P/1 – É, a gente sempre lembra do que tem de mais negativo mesmo...
R – É, veja bem, eu não estou entrando em mérito do governo, estou dizendo que ações ambientais, com certeza eu acho que foram as mais significativas na república moderna foram do Fernando Collor.
P/1 – Dener, a gente estava entrando agora na década de 1990, só voltando ainda um pouquinho na de 1980, que foi a década em que você estava no Partido Verde. O quê que se discutia no Partido Verde nesse período? Qual era a prioridade, o foco?
R – Na realidade, se discutia muito a questão das legislações. Eu lembro que era uma preocupação, até porque tinha essa inclinação, essa inclinação do PV realmente ser partido, de buscar um espaço no meio partidário. Discutia muito constituição, as leis ambientais, se o Brasil estava ou não preparado pra poder entrar na era que estava se esperando, de realmente ter uma preocupação ambiental. E eu lembro que se temia muito o discurso do atraso, as pessoas que eram contra o meio ambiente, ou que não gostavam, sempre acusavam que o meio ambiente seria um entrave – ainda hoje – ao desenvolvimento; mas na época, como era uma coisa nova, isso era muito forte, existia essa preocupação. Mas o movimento na época do PV, ele era muito rico de temas, assim; na realidade, a mola mestra era o meio ambiente, mas na realidade era um movimento mais libertário, que abraçava a causa dos homossexuais, abraçava a causa dos negros, dos favelados. Eu me lembro que tinha um movimento forte, que na época, se não me engano, eram pessoas que vinham da federação das favelas, associação dos moradores, e tinha um grupo de favelas, que era um pessoal muito bacana, que fazia coisas muito legais.
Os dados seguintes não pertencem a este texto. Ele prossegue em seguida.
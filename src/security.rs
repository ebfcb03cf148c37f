use subtle::ConstantTimeEq;

/// Constant-time string comparison to prevent timing attacks.
/// Use this for comparing API keys and other sensitive values.
pub fn constant_time_compare(a: &str, b: &str) -> bool {
    if a.len() != b.len() {
        return false;
    }
    a.as_bytes().ct_eq(b.as_bytes()).into()
}
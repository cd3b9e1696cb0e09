//! Subcommand bodies. Each returns what `main` prints, so failures surface as `Err`.

use std::path::{Path, PathBuf};

use anyhow::Result;
use serde::Serialize;
use trishape::plane::rand::{draw_triangle, Bounds2i, ReplayToken};
use trishape::{area, classify, manhattan_distance, Point, Triangle};

use crate::batch;
use crate::provenance::{code_rev, BatchRecord};

pub fn area_of(t: &Triangle) -> String {
    area(t).to_string()
}

pub fn distance(p: Point, q: Point) -> String {
    manhattan_distance(p, q).to_string()
}

/// Shape name; degenerate triangles are an error (non-zero exit).
pub fn classify_one(t: &Triangle) -> Result<String> {
    let shape = classify(t)?;
    tracing::info!(triangle = %t, %shape, "classify");
    Ok(shape.to_string())
}

/// Annotate `input` into `out` and write the run record; returns the record path.
pub fn run_batch(input: &Path, out: &Path) -> Result<PathBuf> {
    tracing::info!(input = %input.display(), out = %out.display(), "batch");
    let summary = batch::run_batch(input, out)?;
    tracing::info!(
        rows = summary.rows,
        degenerate = summary.degenerate_rows.len(),
        shapes = ?summary.shapes,
        "batch_done"
    );
    let record_path = BatchRecord::new(input, out, &summary).write()?;
    tracing::info!(provenance = %record_path.display(), "provenance");
    Ok(record_path)
}

#[derive(Serialize)]
struct SampleRow {
    seed: u64,
    index: u64,
    a: [i32; 2],
    b: [i32; 2],
    c: [i32; 2],
    area: f64,
    shape: Option<&'static str>,
}

/// One JSON line per sampled triangle; `shape` is null for degenerate draws.
pub fn sample(count: u64, seed: u64, bounds: Bounds2i) -> Result<Vec<String>> {
    tracing::info!(count, seed, min = bounds.min, max = bounds.max, "sample");
    (0..count)
        .map(|index| {
            let t = draw_triangle(bounds, ReplayToken::new(seed, index));
            let row = SampleRow {
                seed,
                index,
                a: [t.a.x, t.a.y],
                b: [t.b.x, t.b.y],
                c: [t.c.x, t.c.y],
                area: area(&t),
                shape: classify(&t).ok().map(|s| s.as_str()),
            };
            Ok(serde_json::to_string(&row)?)
        })
        .collect()
}

pub fn report() -> Result<String> {
    let obj = serde_json::json!({
        "code_rev": code_rev(),
        "trishape_version": trishape::VERSION,
    });
    Ok(serde_json::to_string_pretty(&obj)?)
}
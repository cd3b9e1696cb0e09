//! Triangle area and shape classification on the integer lattice.
//!
//! Side lengths are taxicab (L1) distances between vertices, so every
//! comparison the classifier makes is exact integer arithmetic. Only the area
//! is reported as `f64`, and it is a half-integer computed from an exact
//! integer determinant.
//!
//! API Policy
//! - The free functions in [`plane`] are the primary surface; [`Classifier`]
//!   bundles them for callers that want a value to pass around.

pub mod plane;

pub use plane::{
    area, classify, double_area, manhattan_distance, Classifier, ClassifyError, Point, Shape,
    SideLengths, Triangle,
};

/// Library version string.
pub const VERSION: &str = env!("CARGO_PKG_VERSION");

/// Common exports for quick imports in callers.
pub mod prelude {
    pub use crate::plane::rand::{draw_classified, draw_triangle, Bounds2i, ReplayToken};
    pub use crate::plane::{
        area, classify, manhattan_distance, Classifier, ClassifyError, Point, Shape, SideLengths,
        Triangle,
    };
}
Então o Partido Verde, na época, ele era meio que um catalisador dos desejos de liberdade, dos desejos libertários da sociedade; quer dizer, não era só uma bandeira ecológica, ou só uma coisa muito específica. Não, tinha os negros, o movimento negro, o movimento feminista, muitas pessoas do movimento feminista e isso foi muito bacana, né, porque acabou ampliando a visão de todo mundo. Se discutia muito isso dentro do PV. Talvez quem não saiba, pra gente que acompanhou é legal, mas quem não sabe acha que de repente era um grupo que estava ali discutindo só árvore, passarinho, e o rio que está poluído. Não; as conversas, os papos, na época, as preocupações, eram mais nesse sentido de questões universais e questões libertárias, que pudessem permitir a defesa de todos os direitos fundamentais do ser humano. E cobrindo tudo isso o manto da ecologia, da preservação, do respeito à vida – quando se dizia respeito à vida, se dizia respeito a todas as formas de vida, e em todas as formas de se pensar a vida; então era isso. O movimento era muito bacana, muito legal.
P/2 – E as ONGs, as instituições ligadas ao meio ambiente nesse período. Quais eram, como era a atuação delas e a presença delas não só na mídia, mas também entre as pessoas, entre o povo em geral?
R – Pro público em geral era uma coisa muito restrita. E pelo que eu me lembro, na época, o movimento ambientalista, ele era também muito segmentado. Existiam algumas ONGs muito tradicionais, diria que foram normalmente criadas, geridas por pesquisadores, por professores, e que se focavam em temas muito específicos, tipo: você tinha um grupo que cuidava do morro tal, da divisa do rio tal, que era uma coisa muito focada, não tinham esses grandes temas, normalmente não apareciam no movimento. Mas você já tinha algumas organizações bastante fortes, bastante coerentes com a defesa da do meio ambiental. Porém, na população em geral, ainda era um tema muito ausente, ou muito desconhecido. Isso eu tô falando antes da Eco 92, né, antes do Jornal Nacional sair e fazer a cobertura lá no Rio-Centro. Era uma coisa muito distante das pessoas, as pessoas não se preocupavam muito. Eu não me lembro, na época, se tinha algum candidato antes do PV comprometido com a causa, que tivesse uma bandeira da causa ambiental, não me lembro.
P/2 – E quais eram as mais conhecidas nesse período, que você se lembre?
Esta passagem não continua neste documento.